(Collected data)
use super::{FileAccess, PersistenceError, PersistenceResult};
use crate::profile::{EnableConfig, Profile};
use crate::today_config::TodayConfig;
use chrono::NaiveDate;
use serde::de::DeserializeOwned;
use serde_json::{Map, Value};
use std::collections::BTreeMap;
use std::path::Path;
use tracing::{debug, info, warn};

/// A profile read from storage. `needs_save` is set when the stored text was
/// missing, unreadable or had to be patched, so the caller should write it back.
/// `defaulted` means nothing usable was stored and every value is a default.
#[derive(Debug, Clone, PartialEq)]
pub struct ProfileLoad {
    pub profile: Profile,
    pub needs_save: bool,
    pub defaulted: bool,
}

impl ProfileLoad {
    fn fallback() -> Self {
        Self {
            profile: Profile::default(),
            needs_save: true,
            defaulted: true,
        }
    }
}

/// Reads the profile at `path`, backfilling missing or `null` top-level keys
/// from defaults. Text that is not a JSON object yields the default profile.
pub fn load_profile(fs: &dyn FileAccess, path: &Path) -> ProfileLoad {
    if !fs.exists(path) {
        info!(path = %path.display(), "no profile stored, starting from defaults");
        return ProfileLoad::fallback();
    }
    let text = match fs.read_file(path) {
        Ok(text) => text,
        Err(err) => {
            warn!(path = %path.display(), error = %err, "profile unreadable, using defaults");
            return ProfileLoad::fallback();
        }
    };

    match parse_profile(&text) {
        Ok((profile, patched)) => {
            debug!(
                path = %path.display(),
                subjects = profile.subjects.len(),
                timetables = profile.timetables.len(),
                curriculums = profile.curriculums.len(),
                time_groups = profile.time_groups.len(),
                patched,
                "profile loaded"
            );
            ProfileLoad {
                profile,
                needs_save: patched,
                defaulted: false,
            }
        }
        Err(err) => {
            warn!(path = %path.display(), error = %err, "profile malformed, using defaults");
            ProfileLoad::fallback()
        }
    }
}

/// Parses profile text; the flag reports whether any top-level key was backfilled.
///
/// Records are read one by one. A subject, timetable, curriculum or time group
/// that does not deserialize is dropped with a warning and the rest are kept.
/// Only text that is not a JSON object is an error.
pub fn parse_profile(text: &str) -> PersistenceResult<(Profile, bool)> {
    let value: Value = serde_json::from_str(text)?;
    let Value::Object(mut object) = value else {
        return Err(PersistenceError::InvalidData(
            "profile is not a JSON object".to_string(),
        ));
    };

    let mut patched = false;
    let profile = Profile {
        subjects: records(&mut object, "subjects", &mut patched),
        timetables: records(&mut object, "timetables", &mut patched),
        curriculums: records(&mut object, "curriculums", &mut patched),
        time_groups: records(&mut object, "timeGroups", &mut patched),
        enable_config: enable_config(&mut object, &mut patched),
    };
    Ok((profile, patched))
}

fn records<T: DeserializeOwned>(
    object: &mut Map<String, Value>,
    key: &str,
    patched: &mut bool,
) -> BTreeMap<String, T> {
    let entries = match object.remove(key) {
        Some(Value::Object(entries)) => entries,
        None | Some(Value::Null) => {
            warn!(key, "profile key missing, filling in default");
            *patched = true;
            return BTreeMap::new();
        }
        Some(other) => {
            warn!(key, found = %other, "profile key is not an object, filling in default");
            *patched = true;
            return BTreeMap::new();
        }
    };

    entries
        .into_iter()
        .filter_map(|(id, entry)| match serde_json::from_value(entry) {
            Ok(record) => Some((id, record)),
            Err(err) => {
                warn!(key, %id, error = %err, "dropping unreadable profile record");
                None
            }
        })
        .collect()
}

/// The selection block, read field by field so one bad field keeps the other.
fn enable_config(object: &mut Map<String, Value>, patched: &mut bool) -> EnableConfig {
    let mut fields = match object.remove("enableConfig") {
        Some(Value::Object(fields)) => fields,
        None | Some(Value::Null) => {
            warn!(key = "enableConfig", "profile key missing, filling in default");
            *patched = true;
            return EnableConfig::default();
        }
        Some(other) => {
            warn!(key = "enableConfig", found = %other, "profile key is not an object, filling in default");
            *patched = true;
            return EnableConfig::default();
        }
    };

    let defaults = EnableConfig::default();
    EnableConfig {
        selected: field(&mut fields, "selected").unwrap_or(defaults.selected),
        temp_selected: field(&mut fields, "tempSelected").unwrap_or(defaults.temp_selected),
    }
}

fn field<T: DeserializeOwned>(fields: &mut Map<String, Value>, key: &str) -> Option<T> {
    let value = fields.remove(key).filter(|value| !value.is_null())?;
    match serde_json::from_value(value) {
        Ok(parsed) => Some(parsed),
        Err(err) => {
            warn!(key, error = %err, "enableConfig field unreadable, using default");
            None
        }
    }
}

pub fn profile_to_json(profile: &Profile) -> PersistenceResult<String> {
    Ok(serde_json::to_string_pretty(profile)?)
}

/// The stored today config if it is present, well formed and generated on `today`.
pub fn load_today_config(fs: &dyn FileAccess, path: &Path, today: NaiveDate) -> Option<TodayConfig> {
    if !fs.exists(path) {
        debug!(path = %path.display(), "no today config stored");
        return None;
    }
    let text = match fs.read_file(path) {
        Ok(text) => text,
        Err(err) => {
            warn!(path = %path.display(), error = %err, "today config unreadable");
            return None;
        }
    };

    let config = match parse_today_config(&text) {
        Ok(config) => config,
        Err(err) => {
            warn!(path = %path.display(), error = %err, "today config malformed");
            return None;
        }
    };

    if !config.is_for(today) {
        info!(
            generated = %config.generate_date,
            %today,
            "today config is stale"
        );
        return None;
    }
    Some(config)
}

pub fn parse_today_config(text: &str) -> PersistenceResult<TodayConfig> {
    let value: Value = serde_json::from_str(text)?;
    for key in ["generateDate", "schedule"] {
        if value.get(key).is_none_or(Value::is_null) {
            return Err(PersistenceError::InvalidData(format!(
                "today config is missing '{key}'"
            )));
        }
    }
    Ok(serde_json::from_value(value)?)
}

pub fn today_config_to_json(config: &TodayConfig) -> PersistenceResult<String> {
    Ok(serde_json::to_string_pretty(config)?)
}

#[cfg(test)]
mod tests {
    use super::*;

    #[test]
    fn null_keys_are_backfilled() {
        let (profile, patched) =
            parse_profile(r#"{"subjects": {"m": {"name": "Math"}}, "timetables": null}"#).unwrap();
        assert!(patched);
        assert_eq!(profile.subjects["m"].name, "Math");
        assert!(profile.timetables.is_empty());
        assert_eq!(profile.enable_config, Default::default());
    }

    #[test]
    fn complete_profile_is_not_patched() {
        let text = profile_to_json(&Profile::default()).unwrap();
        let (profile, patched) = parse_profile(&text).unwrap();
        assert!(!patched);
        assert_eq!(profile, Profile::default());
    }

    #[test]
    fn enable_config_fields_fall_back_one_at_a_time() {
        let text = r#"{
            "subjects": {}, "timetables": {}, "curriculums": {}, "timeGroups": {},
            "enableConfig": {
                "selected": {"type": "curriculum"},
                "tempSelected": {"enable": true, "type": "timegroup", "id": "exam",
                                 "startTime": "2024-06-01", "endTime": "2024-06-07"}
            }
        }"#;
        let (profile, patched) = parse_profile(text).unwrap();
        assert!(!patched);
        assert_eq!(profile.enable_config.selected, EnableConfig::default().selected);
        assert!(profile.enable_config.temp_selected.enable);
        assert_eq!(profile.enable_config.temp_selected.id, "exam");
    }

    #[test]
    fn arrays_are_rejected() {
        assert!(matches!(
            parse_profile("[]"),
            Err(PersistenceError::InvalidData(_))
        ));
    }

    #[test]
    fn today_config_requires_both_fields() {
        assert!(parse_today_config(r#"{"schedule": {}}"#).is_err());
        assert!(parse_today_config(r#"{"generateDate": "2024-01-01T00:00:00"}"#).is_err());
        assert!(
            parse_today_config(r#"{"generateDate": "2024-01-01T00:00:00", "schedule": {}}"#)
                .is_ok()
        );
    }
}
use crate::profile::Profile;
use crate::time_group::TimeGroupLayoutTarget;
use petgraph::algo::tarjan_scc;
use petgraph::graph::{DiGraph, NodeIndex};
use petgraph::visit::EdgeRef;
use std::collections::HashMap;

/// Time groups as nodes, one edge per layout cell pointing at another group.
pub struct TimeGroupGraph {
    pub graph: DiGraph<String, usize>,
    pub id_to_index: HashMap<String, NodeIndex>,
}

impl TimeGroupGraph {
    pub fn build(profile: &Profile) -> Self {
        let mut graph: DiGraph<String, usize> = DiGraph::new();
        let mut id_to_index: HashMap<String, NodeIndex> = HashMap::new();

        for id in profile.time_groups.keys() {
            let node_ix = graph.add_node(id.clone());
            id_to_index.insert(id.clone(), node_ix);
        }

        // Edge weight is the layout index of the cell.
        for (id, time_group) in &profile.time_groups {
            for (cell, target) in time_group.layout.iter().enumerate() {
                if let TimeGroupLayoutTarget::ToTimeGroup { id: child, .. } = target {
                    if let (Some(&u), Some(&v)) = (id_to_index.get(id), id_to_index.get(child)) {
                        graph.add_edge(u, v, cell);
                    }
                }
            }
        }

        Self { graph, id_to_index }
    }

    /// Groups of time groups that can reach each other, each sorted by id.
    /// A group referencing itself counts as a cycle of one.
    pub fn cycles(&self) -> Vec<Vec<String>> {
        let mut cycles: Vec<Vec<String>> = tarjan_scc(&self.graph)
            .into_iter()
            .filter(|component| {
                component.len() > 1
                    || component
                        .first()
                        .is_some_and(|&node| self.graph.contains_edge(node, node))
            })
            .map(|component| {
                let mut ids: Vec<String> = component
                    .into_iter()
                    .map(|node| self.graph[node].clone())
                    .collect();
                ids.sort();
                ids
            })
            .collect();
        cycles.sort();
        cycles
    }

    /// Ids of the groups directly referenced by `id`, in layout order.
    pub fn children(&self, id: &str) -> Vec<&str> {
        let Some(&node) = self.id_to_index.get(id) else {
            return Vec::new();
        };
        let mut edges: Vec<(usize, &str)> = self
            .graph
            .edges(node)
            .map(|edge| (*edge.weight(), self.graph[edge.target()].as_str()))
            .collect();
        edges.sort();
        edges.into_iter().map(|(_, child)| child).collect()
    }
}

Description of the task: Only a number is wanted here: how many lines above hold the string "component"?

Task answer: 5